Methods: The resistance against gastric digestion of NA, AAL and WGA was analyzed in simulated gastric fluid (SGF) experiments. Intestinal epithelial binding was determined using the colon carcinoma cell line Caco2, which represents a well established model for the human intestinal epithelium. Binding specificity was evaluated by inhibition experiments by incubating Caco2 cells with Biotin-labeled NA, AAL or WGA, after preincubation with a-L fucose, monoganglioside (GM1) or N,N’,N’’-triacetyl-chitotriose (TCT). The stimulatory effects of the targeting substances on the intestinal microenvironment were investigated by cytokine read-out experiments in real-time PCR. Further, the transeptihelial uptake of NA-, AAL- or WGA-functionalized fluospheres was evaluated in a human M-cell co-culture model.
Results: All three targeters were stable up to 180 min in SGF, indicating their suitability for oral application. The binding partners were a-L fucose for AAL and TCT for WGA, whereas NA interacts with intestinal epithelial cells via a-L fucose and additionally GM1. NA skewed the cytokine production by inducing a two fold increase of the Th1 cytokine IFNg after 60 min, whereas AAL decreased the overall cytokine expression.
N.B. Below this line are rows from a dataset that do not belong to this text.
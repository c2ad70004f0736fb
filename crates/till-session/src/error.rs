use std::panic::Location;

use error_location::ErrorLocation;
use thiserror::Error;
use till_cache::CacheError;
use till_platform::PlatformError;

#[derive(Error, Debug)]
pub enum SessionError {
    #[error(transparent)]
    Platform(#[from] PlatformError),

    #[error(transparent)]
    Cache(#[from] CacheError),

    #[error("Branch selection requires the admin role {location}")]
    NotAdmin { location: ErrorLocation },

    #[error("No active session {location}")]
    NotSignedIn { location: ErrorLocation },
}

impl SessionError {
    #[track_caller]
    pub fn not_admin() -> Self {
        Self::NotAdmin {
            location: ErrorLocation::from(Location::caller()),
        }
    }

    #[track_caller]
    pub fn not_signed_in() -> Self {
        Self::NotSignedIn {
            location: ErrorLocation::from(Location::caller()),
        }
    }
}

pub type Result<T> = std::result::Result<T, SessionError>;
mod cache_config;
mod config;
mod error;
mod log_level;
mod logging_config;
mod platform_config;
mod retry_config;
mod storage_config;
mod timeout_config;

pub use cache_config::CacheConfig;
pub use config::Config;
pub use error::{ConfigError, ConfigErrorResult};
pub use log_level::LogLevel;
pub use logging_config::LoggingConfig;
pub use platform_config::PlatformConfig;
pub use retry_config::RetryConfig;
pub use storage_config::StorageConfig;
pub use timeout_config::TimeoutConfig;

const DEFAULT_BASE_URL: &str = "http://127.0.0.1:54321";
const DEFAULT_TOKEN_REFRESH_MARGIN_SECS: u64 = 60;
const DEFAULT_LOG_LEVEL_STRING: &str = "info";

#[cfg(test)]
mod tests;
In a human M-cell co-culture model, a higher transepithelial transport rate of fluospheres coated with NA and AAL was observed as compared to WGA and plain particles.
Conclusions: NA specifically targets M-cells via a-L fucose and additionally GM1 and, thus, increases the transepithelial transport of NA coated particles. Due to the immunomodulatory capacity on intestinal epithelial cells, NA functionalized microspheres may represent a promising M-cell specific targeting approach for oral immunotherapy.